At the end of the day in our home, my three oldest kiddos get to have down time while I put my baby to sleep. Customarily, this equates to TV time where they argue over whose pick it is to choose the show. Last night, my second-grader said she didn’t want to watch TV and that she wanted to snuggle with me instead. What mom can say no to that?! Then she asked if I would read books with and to her? Even better! She is so good about reading on her own and already reads so much for her school reading log that I forget to take a moment and read to her anymore, it seems. So, we snuggled up and read books together taking turns reading out loud. My other two littles had just reached the end of their show and bedtime was nearing. However, my daughter and I were still in the middle of a book, Mr. Pine’s Purple House, and I was just as excited to finish reading it as she was. Soon my toddler and nine-year-old huddled around my daughter and I. I continued reading on, not before noting the beauty of the moment I was in. Here I was a mother of four, with one baby peacefully sleeping, and three beautiful children sitting around me all listening as I read about Mr. Pine’s desire to simply have his home stand out among the other fifty white homes on his street. Those are the moments I cherish. Those are the moments that make me realize that perhaps my life isn’t really all that boring, but merely simple.

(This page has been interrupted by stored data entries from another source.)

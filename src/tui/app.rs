use std::io;
use std::path::Path;
use std::time::Duration;

use chrono::NaiveDate;
use crossterm::event::{self, Event, KeyEventKind};
use crossterm::execute;
use crossterm::terminal::{
    EnterAlternateScreen, LeaveAlternateScreen, disable_raw_mode, enable_raw_mode,
};
use ratatui::Terminal;
use ratatui::backend::CrosstermBackend;

use crate::io::state::{UiState, load_ui_state, write_ui_state};
use crate::io::workspace::{self, Workspace, WorkspaceError};
use crate::model::config::ThemeName;
use crate::model::task::{Priority, Task, TaskId};
use crate::ops::filter::{FilterCriteria, StatusFilter, apply_filters, category_options};
use crate::ops::quick_add::{edit_line, parse_quick_add, parse_quick_edit};
use crate::ops::stats::Dashboard;

use super::input;
use super::render;
use super::theme::Theme;

/// Current interaction mode
#[derive(Debug, Clone, Copy, PartialEq, Eq)]
pub enum Mode {
    Navigate,
    /// Typing into the search box (filters live)
    Search,
    /// Editing the description of `App::editing`
    Edit,
    /// Typing a quick-add line
    Add,
    /// Waiting for `y` before deleting every task
    ConfirmReset,
}

/// One-line feedback shown in the status row
#[derive(Debug, Clone, PartialEq, Eq)]
pub struct StatusMessage {
    pub text: String,
    pub error: bool,
}

/// Main application state
pub struct App {
    pub workspace: Workspace,
    pub mode: Mode,
    pub should_quit: bool,
    pub theme_name: ThemeName,
    pub theme: Theme,
    pub criteria: FilterCriteria,
    pub today: NaiveDate,
    /// IDs of the tasks passing the current filters, in list order
    pub visible: Vec<TaskId>,
    pub dashboard: Dashboard,
    /// Cursor index into `visible`
    pub cursor: usize,
    pub scroll_offset: usize,
    /// Task whose description is being edited (at most one)
    pub editing: Option<TaskId>,
    /// Text buffer for Edit and Add modes
    pub input_buffer: String,
    pub status: Option<StatusMessage>,
}
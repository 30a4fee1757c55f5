use std::fs;
use std::io;
use std::path::{Path, PathBuf};

use crate::model::config::AppConfig;

/// Config file name inside the working directory
pub const CONFIG_FILE: &str = "todo.toml";

/// Error type for config reads
#[derive(Debug, thiserror::Error)]
pub enum ConfigError {
    #[error("could not read {path}: {source}")]
    ReadError { path: PathBuf, source: io::Error },
    #[error("could not parse {path}: {source}")]
    ParseError {
        path: PathBuf,
        source: toml::de::Error,
    },
}

/// Read todo.toml from `dir`. A missing file yields the defaults; a
/// malformed one is an error.
pub fn read_config(dir: &Path) -> Result<AppConfig, ConfigError> {
    let path = dir.join(CONFIG_FILE);
    let text = match fs::read_to_string(&path) {
        Ok(text) => text,
        Err(e) if e.kind() == io::ErrorKind::NotFound => return Ok(AppConfig::default()),
        Err(e) => return Err(ConfigError::ReadError { path, source: e }),
    };
    toml::from_str(&text).map_err(|e| ConfigError::ParseError { path, source: e })
}
use chrono::NaiveDate;
use clap::{Args, Parser, Subcommand};

use crate::model::config::ThemeName;
use crate::model::task::{Priority, TaskId};
use crate::ops::filter::StatusFilter;

#[derive(Parser)]
#[command(name = "todo", about = concat!("todo v", env!("CARGO_PKG_VERSION"), " - personal task tracker"), version)]
pub struct Cli {
    #[command(subcommand)]
    pub command: Option<Commands>,

    /// Output as JSON
    #[arg(long, global = true)]
    pub json: bool,

    /// Run against a different working directory
    #[arg(short = 'C', long = "dir", global = true)]
    pub dir: Option<String>,

    /// Data file to use instead of the configured one
    #[arg(long, global = true)]
    pub file: Option<String>,
}

#[derive(Subcommand)]
pub enum Commands {
    /// Add a task
    Add(AddArgs),
    /// List tasks, optionally filtered
    List(ListArgs),
    /// Show task details
    Show(IdArg),
    /// Edit a task's description, category, priority or due date
    Edit(EditArgs),
    /// Replace a task's notes
    Notes(NotesArgs),
    /// Flip a task between completed and pending
    Toggle(IdArg),
    /// Mark a task completed
    Done(IdArg),
    /// Mark a task pending
    Undone(IdArg),
    /// Permanently delete a task
    Delete(IdArg),
    /// Show completion statistics and charts
    Stats,
    /// Export all tasks as CSV
    Export(ExportArgs),
    /// Delete all tasks
    Reset(ResetArgs),
    /// Show or set the dashboard theme
    Theme(ThemeArgs),
}

// ---------------------------------------------------------------------------
// Read command args
// ---------------------------------------------------------------------------

#[derive(Args)]
pub struct ListArgs {
    /// Only tasks whose description contains this text (case-insensitive)
    #[arg(long, short)]
    pub search: Option<String>,
    /// Filter by category
    #[arg(long)]
    pub category: Option<String>,
    /// Filter by priority (low, medium, high)
    #[arg(long)]
    pub priority: Option<Priority>,
    /// Filter by status (all, completed, pending)
    #[arg(long, default_value = "all")]
    pub status: StatusFilter,
}

#[derive(Args)]
pub struct IdArg {
    /// Task ID
    pub id: TaskId,
}

#[derive(Args)]
pub struct ExportArgs {
    /// Write to this file instead of stdout
    #[arg(long, short)]
    pub output: Option<String>,
}

// ---------------------------------------------------------------------------
// Write command args
// ---------------------------------------------------------------------------

#[derive(Args)]
pub struct AddArgs {
    /// What needs to be done
    pub task: String,
    /// Category label
    #[arg(long, default_value = "General")]
    pub category: String,
    /// Priority (low, medium, high)
    #[arg(long, default_value = "medium")]
    pub priority: Priority,
    /// Due date (YYYY-MM-DD)
    #[arg(long)]
    pub due: Option<NaiveDate>,
    /// Additional details
    #[arg(long, default_value = "")]
    pub notes: String,
}

#[derive(Args)]
pub struct EditArgs {
    /// Task ID
    pub id: TaskId,
    /// New description
    #[arg(long)]
    pub task: Option<String>,
    /// New category
    #[arg(long)]
    pub category: Option<String>,
    /// New priority (low, medium, high)
    #[arg(long)]
    pub priority: Option<Priority>,
    /// New due date (YYYY-MM-DD)
    #[arg(long, conflicts_with = "clear_due")]
    pub due: Option<NaiveDate>,
    /// Remove the due date
    #[arg(long)]
    pub clear_due: bool,
}

#[derive(Args)]
pub struct NotesArgs {
    /// Task ID
    pub id: TaskId,
    /// Notes text (replaces existing notes)
    pub text: String,
}

#[derive(Args)]
pub struct ResetArgs {
    /// Confirm permanent deletion of all tasks
    #[arg(long)]
    pub yes: bool,
}

#[derive(Args)]
pub struct ThemeArgs {
    /// Theme to switch to (light, dark); omit to show the current one
    pub theme: Option<ThemeName>,
}
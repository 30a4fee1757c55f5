use ratatui::Frame;
use ratatui::layout::Rect;
use ratatui::style::{Modifier, Style};
use ratatui::text::{Line, Span};
use ratatui::widgets::{Block, Paragraph};

use unicode_width::{UnicodeWidthChar, UnicodeWidthStr};

use crate::model::task::Task;
use crate::ops::due::due_status;
use crate::tui::app::App;

use super::truncate_to_width;

/// Render the filtered task list with the cursor row highlighted
pub fn render_task_list(frame: &mut Frame, app: &mut App, area: Rect) {
    let bg = app.theme.background;
    let title = format!(" Tasks ({}/{}) ", app.visible.len(), app.workspace.tasks.len());
    let block = Block::bordered()
        .title(title)
        .border_style(Style::default().fg(app.theme.border).bg(bg))
        .style(Style::default().bg(bg));
    let inner = block.inner(area);
    frame.render_widget(block, area);

    if app.workspace.tasks.is_empty() || app.visible.is_empty() {
        let msg = if app.workspace.tasks.is_empty() {
            "No tasks yet. Press 'a' to add one."
        } else {
            "No tasks match your filters."
        };
        let line = Line::from(Span::styled(msg, Style::default().fg(app.theme.dim).bg(bg)));
        frame.render_widget(Paragraph::new(line), inner);
        return;
    }

    let height = inner.height as usize;
    app.scroll_to_cursor(height);

    let width = inner.width as usize;
    let lines: Vec<Line> = app
        .visible_tasks()
        .into_iter()
        .enumerate()
        .skip(app.scroll_offset)
        .take(height)
        .map(|(i, task)| task_row(app, task, i == app.cursor, width))
        .collect();

    frame.render_widget(Paragraph::new(lines), inner);
}

fn task_row<'a>(app: &App, task: &Task, selected: bool, width: usize) -> Line<'a> {
    let theme = &app.theme;
    let bg = if selected { theme.selection_bg } else { theme.background };
    let base = Style::default().bg(bg);

    let checkbox = if task.completed { "[x] " } else { "[ ] " };

    // Right-hand meta: category, priority, due status
    let mut meta: Vec<Span<'a>> = vec![
        Span::styled(format!("  {}", task.category), base.fg(theme.cyan)),
        Span::styled(
            format!("  {} {}", task.priority.marker(), task.priority),
            base.fg(theme.priority_color(task.priority)),
        ),
    ];
    if let Some(status) = due_status(task, app.today) {
        let color = if status.is_overdue() && !task.completed {
            theme.red
        } else {
            theme.dim
        };
        meta.push(Span::styled(format!("  {}", status), base.fg(color)));
    }
    let meta_w: usize = meta.iter().map(|s| s.width()).sum();

    let editing = app.editing == Some(task.id);
    let text_w = width.saturating_sub(checkbox.len() + meta_w + 1);
    let (text, text_style) = if editing {
        let shown = tail_to_width(&app.input_buffer, text_w.saturating_sub(1));
        (
            format!("{}\u{258C}", shown),
            base.fg(theme.text_bright).add_modifier(Modifier::UNDERLINED),
        )
    } else if task.completed {
        (
            truncate_to_width(&task.task, text_w),
            base.fg(theme.dim).add_modifier(Modifier::CROSSED_OUT),
        )
    } else {
        let fg = if selected { theme.text_bright } else { theme.text };
        (truncate_to_width(&task.task, text_w), base.fg(fg))
    };

    let used = checkbox.len() + UnicodeWidthStr::width(text.as_str()) + meta_w;
    let pad = width.saturating_sub(used);

    let check_fg = if task.completed { theme.green } else { theme.text };
    let mut spans = vec![
        Span::styled(checkbox, base.fg(check_fg)),
        Span::styled(text, text_style),
        Span::styled(" ".repeat(pad), base),
    ];
    // Meta is dropped on very narrow panes
    if checkbox.len() + meta_w < width {
        spans.extend(meta);
    }
    Line::from(spans)
}

/// Keep the end of `s` so the edit cursor stays visible
fn tail_to_width(s: &str, max: usize) -> String {
    let mut out: Vec<char> = Vec::new();
    let mut used = 0;
    for c in s.chars().rev() {
        let w = c.width().unwrap_or(0);
        if used + w > max {
            break;
        }
        out.push(c);
        used += w;
    }
    out.into_iter().rev().collect()
}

Earlier in the day I had already done a bit of reading with my toddler so that we could fill up his reading chart, and my girls had all met their reading quotas and then some. There has been an increase of reading in our home since school started back up, and I’m loving it! The greatest part is that my baby, well 15-month-old, has a love for books already also. One of his first words was “book,” and I couldn’t be happier!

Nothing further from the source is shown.